There is no marketing automation software on the market, yet, that completely erases data gaps between channels. Some come close, and these tools are what many reputable higher education marketing firms use.
But through our experience working with some of the most recognizable – and successful – brands on the planet, we’ve learned that if you want a job done right, you have to do it yourself.
While we use a variety of tools to help us gather insight and reports, we as a team take it upon ourselves to develop the type of data-acquisition environment that truly reveals the ROI of our marketing efforts.
But why don’t other agencies and partners go to this level? We hate to be cynical, but the reality is most marketing agencies are nervous to unveil this type of granular data. It’s really easy to fake success when all you do is harp on vanity metrics.

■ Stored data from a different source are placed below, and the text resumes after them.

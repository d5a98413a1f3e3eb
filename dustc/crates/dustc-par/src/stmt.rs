//! Statement dispatch (`spec.md` §4.4.1).

use crate::ast::Node;
use crate::Parser;
use dustc_lex::TokenKind;

const ASSIGN_OPS: &[&str] = &["=", "+=", "-=", "*=", "/=", "^=", "%="];

impl<'a> Parser<'a> {
    /// Classify and parse one statement. Bodies (`{ ... }`) and the
    /// separator-skipping logic live in `parse_stmt_list`; this handles
    /// every other leading-token-sequence row of the dispatch table.
    pub(crate) fn parse_statement(&mut self) -> Node {
        if self.is_keyword("import") {
            return self.parse_import();
        }
        if self.is_keyword("enum") {
            return self.parse_enum();
        }
        if self.is_keyword("if") {
            return self.parse_if();
        }
        if self.is_keyword("elif") {
            return self.parse_elif();
        }
        if self.is_keyword("else") {
            return self.parse_else();
        }
        if self.is_keyword("repeat") {
            return self.parse_repeat();
        }
        if self.is_keyword("while") {
            return self.parse_while();
        }
        if self.is_keyword("for") {
            return self.parse_for();
        }

        if self.current().kind == TokenKind::Identifier {
            if self.peek(1).kind == TokenKind::Identifier {
                return self.parse_simple_decl();
            }
            if self.peek(1).kind == TokenKind::Operator && self.peek(1).data == "<" {
                return self.parse_generic_decl();
            }
            if self.peek(1).kind == TokenKind::Operator
                && ASSIGN_OPS.contains(&self.peek(1).data.as_str())
            {
                return self.parse_assign();
            }
        }

        self.parse_expr_stmt_or_assign()
    }

    /// Fallback for statements that don't match any of the dispatch
    /// table's fixed leading-token shapes: an expression, or — the
    /// grammar's documented LHS limitation (Design Note §9 "Assignment
    /// LHS") — a subscript/member expression immediately followed by an
    /// assignment operator. In the latter case only the leading
    /// identifier is retained as the `Assign` target; the subscript or
    /// member chain in between is parsed (so the cursor advances
    /// correctly) and then discarded, exactly as `spec.md` §8's
    /// `for`/range scenario requires (`arr[i] = i^2;` records the LHS as
    /// plain `"arr"`).
    fn parse_expr_stmt_or_assign(&mut self) -> Node {
        let leading_name = if self.current().kind == TokenKind::Identifier {
            Some(self.current().data.clone())
        } else {
            None
        };

        let expr = self.parse_expr_level();

        if let Some(name) = leading_name {
            if let Some(op) = self.current_operator() {
                if ASSIGN_OPS.contains(&op) {
                    let op = op.to_string();
                    self.advance();
                    let rhs = self.parse_expression();
                    self.expect(TokenKind::StmtSep, "Expected ;");
                    return Node::Assign {
                        name,
                        op,
                        expr: Box::new(rhs),
                    };
                }
            }
        }

        self.expect(TokenKind::StmtSep, "Expected ;");
        expr
    }

    fn parse_import(&mut self) -> Node {
        self.eat_keyword("import");
        if self.current().kind != TokenKind::Identifier {
            self.raise("Invalid import scheme");
        }
        let module = self.current().data.clone();
        self.advance();

        if self.eat_keyword("from") {
            if self.current().kind != TokenKind::Identifier {
                self.raise("Invalid import scheme");
            }
            let member = self.current().data.clone();
            self.advance();
            self.expect(TokenKind::StmtSep, "Expected ;");
            return Node::ImportFrom { module, member };
        }

        self.expect(TokenKind::StmtSep, "Expected ;");
        Node::Import { module }
    }

    /// `IDENT IDENT ;` or `IDENT IDENT = expr ;` — the leading identifier
    /// is a bare `Primitive` type name.
    fn parse_simple_decl(&mut self) -> Node {
        let ty_name = self.current().data.clone();
        self.advance();
        let ty = Node::Primitive(ty_name);

        let name = self.current().data.clone();
        self.advance();

        if self.current().kind == TokenKind::StmtSep {
            self.advance();
            return Node::DeclNoInit {
                ty: Box::new(ty),
                name,
            };
        }
        if self.current_operator() == Some("=") {
            self.advance();
            let init = self.parse_expression();
            self.expect(TokenKind::StmtSep, "Expected ;");
            return Node::Decl {
                ty: Box::new(ty),
                name,
                init: Box::new(init),
            };
        }
        self.raise("Expected ;")
    }

    /// `IDENT "<" typeList ">" IDENT [ "=" expr ] ";"` — the outer
    /// container identifier (e.g. `list`) is consumed but not retained:
    /// `spec.md` §8's concrete scenario shows the declaration's type is
    /// exactly the parsed `GenType`, with no reference back to it.
    fn parse_generic_decl(&mut self) -> Node {
        self.advance(); // the container identifier
        let ty = self.parse_gentype();

        if self.current().kind != TokenKind::Identifier {
            self.raise("Expected ;");
        }
        let name = self.current().data.clone();
        self.advance();

        if self.current().kind == TokenKind::StmtSep {
            self.advance();
            return Node::DeclNoInit {
                ty: Box::new(ty),
                name,
            };
        }
        if self.current_operator() == Some("=") {
            self.advance();
            let init = self.parse_expression();
            self.expect(TokenKind::StmtSep, "Expected ;");
            return Node::Decl {
                ty: Box::new(ty),
                name,
                init: Box::new(init),
            };
        }
        self.raise("Expected ;")
    }

    fn parse_assign(&mut self) -> Node {
        let name = self.current().data.clone();
        self.advance();
        let op = self.current().data.clone();
        self.advance();
        let expr = self.parse_expression();
        self.expect(TokenKind::StmtSep, "Expected ;");
        Node::Assign {
            name,
            op,
            expr: Box::new(expr),
        }
    }

    fn parse_enum(&mut self) -> Node {
        self.eat_keyword("enum");
        if self.current().kind != TokenKind::Identifier {
            self.raise("Identifier expected after enum");
        }
        let name = self.current().data.clone();
        self.advance();
        let body = self.parse_enum_body();
        Node::Enum {
            name,
            body: Box::new(body),
        }
    }

    fn parse_if(&mut self) -> Node {
        self.eat_keyword("if");
        let cond = self.parse_expression();
        let body = self.parse_nested_body();
        Node::If {
            cond: Box::new(cond),
            body: Box::new(body),
        }
    }

    fn parse_elif(&mut self) -> Node {
        self.eat_keyword("elif");
        let cond = self.parse_expression();
        let body = self.parse_nested_body();
        Node::Elif {
            cond: Box::new(cond),
            body: Box::new(body),
        }
    }

    fn parse_else(&mut self) -> Node {
        self.eat_keyword("else");
        let body = self.parse_nested_body();
        Node::Else {
            body: Box::new(body),
        }
    }

    fn parse_repeat(&mut self) -> Node {
        self.eat_keyword("repeat");
        let count = self.parse_expression();
        let body = self.parse_nested_body();
        Node::Repeat {
            count: Box::new(count),
            body: Box::new(body),
        }
    }

    fn parse_while(&mut self) -> Node {
        self.eat_keyword("while");
        let cond = self.parse_expression();
        let body = self.parse_nested_body();
        Node::While {
            cond: Box::new(cond),
            body: Box::new(body),
        }
    }

    fn parse_for(&mut self) -> Node {
        self.eat_keyword("for");
        if self.current().kind != TokenKind::Identifier {
            self.raise("Non-identifier after for");
        }
        let var = self.current().data.clone();
        self.advance();

        if !self.eat_keyword("in") {
            self.raise("Missing in keyword");
        }

        let iter = self.parse_expression();
        let body = self.parse_nested_body();
        Node::For {
            var: Box::new(Node::Var(var)),
            iter: Box::new(iter),
            body: Box::new(body),
        }
    }
}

Take, for example, one of our posts on Facebook. Given the size of the audience we were targeting, these results are pretty impressive. It’d be easy, then, to impress stakeholders by focusing in on numbers such as the fact we reached more than 1,000 of our prospects, or that this one post garnered 13 clicks.
But what does it all mean? What are those people who saw this ad – but didn’t click – doing now? Have they ventured to another agency? Are they just not in the market for this type of information yet?
If not, then what type of content can we give them that they’ll value?
And what about those 13 clicks? How much time did these folks spend on the blog article? Did they read the whole thing? Did they download our free offer attached to the blog? Did they click from that article to other parts of our site?
And once they did leave our site, what then? Where’d they go?
When the presentation of marketing metrics leaves you with more questions than answers, you can be certain you don’t have a true grasp of your marketing ROI.
And, until you do, you’ll continue to throw more money at strategies and campaigns without knowing how much of your investment you’re getting back.
Of course, it doesn’t have to be that way. When choosing a marketing partner to work with, focus in on ROI. How does the agency measure ROI? Do they use vanity metrics? Do they rely, solely, on a hodgepodge of 3rd-party software designed not to talk with one another?
Or, do they follow in our footsteps and use these tools and metrics as contributing factors toward the bigger picture – understanding the full journey of your audiences, from strangers to customers.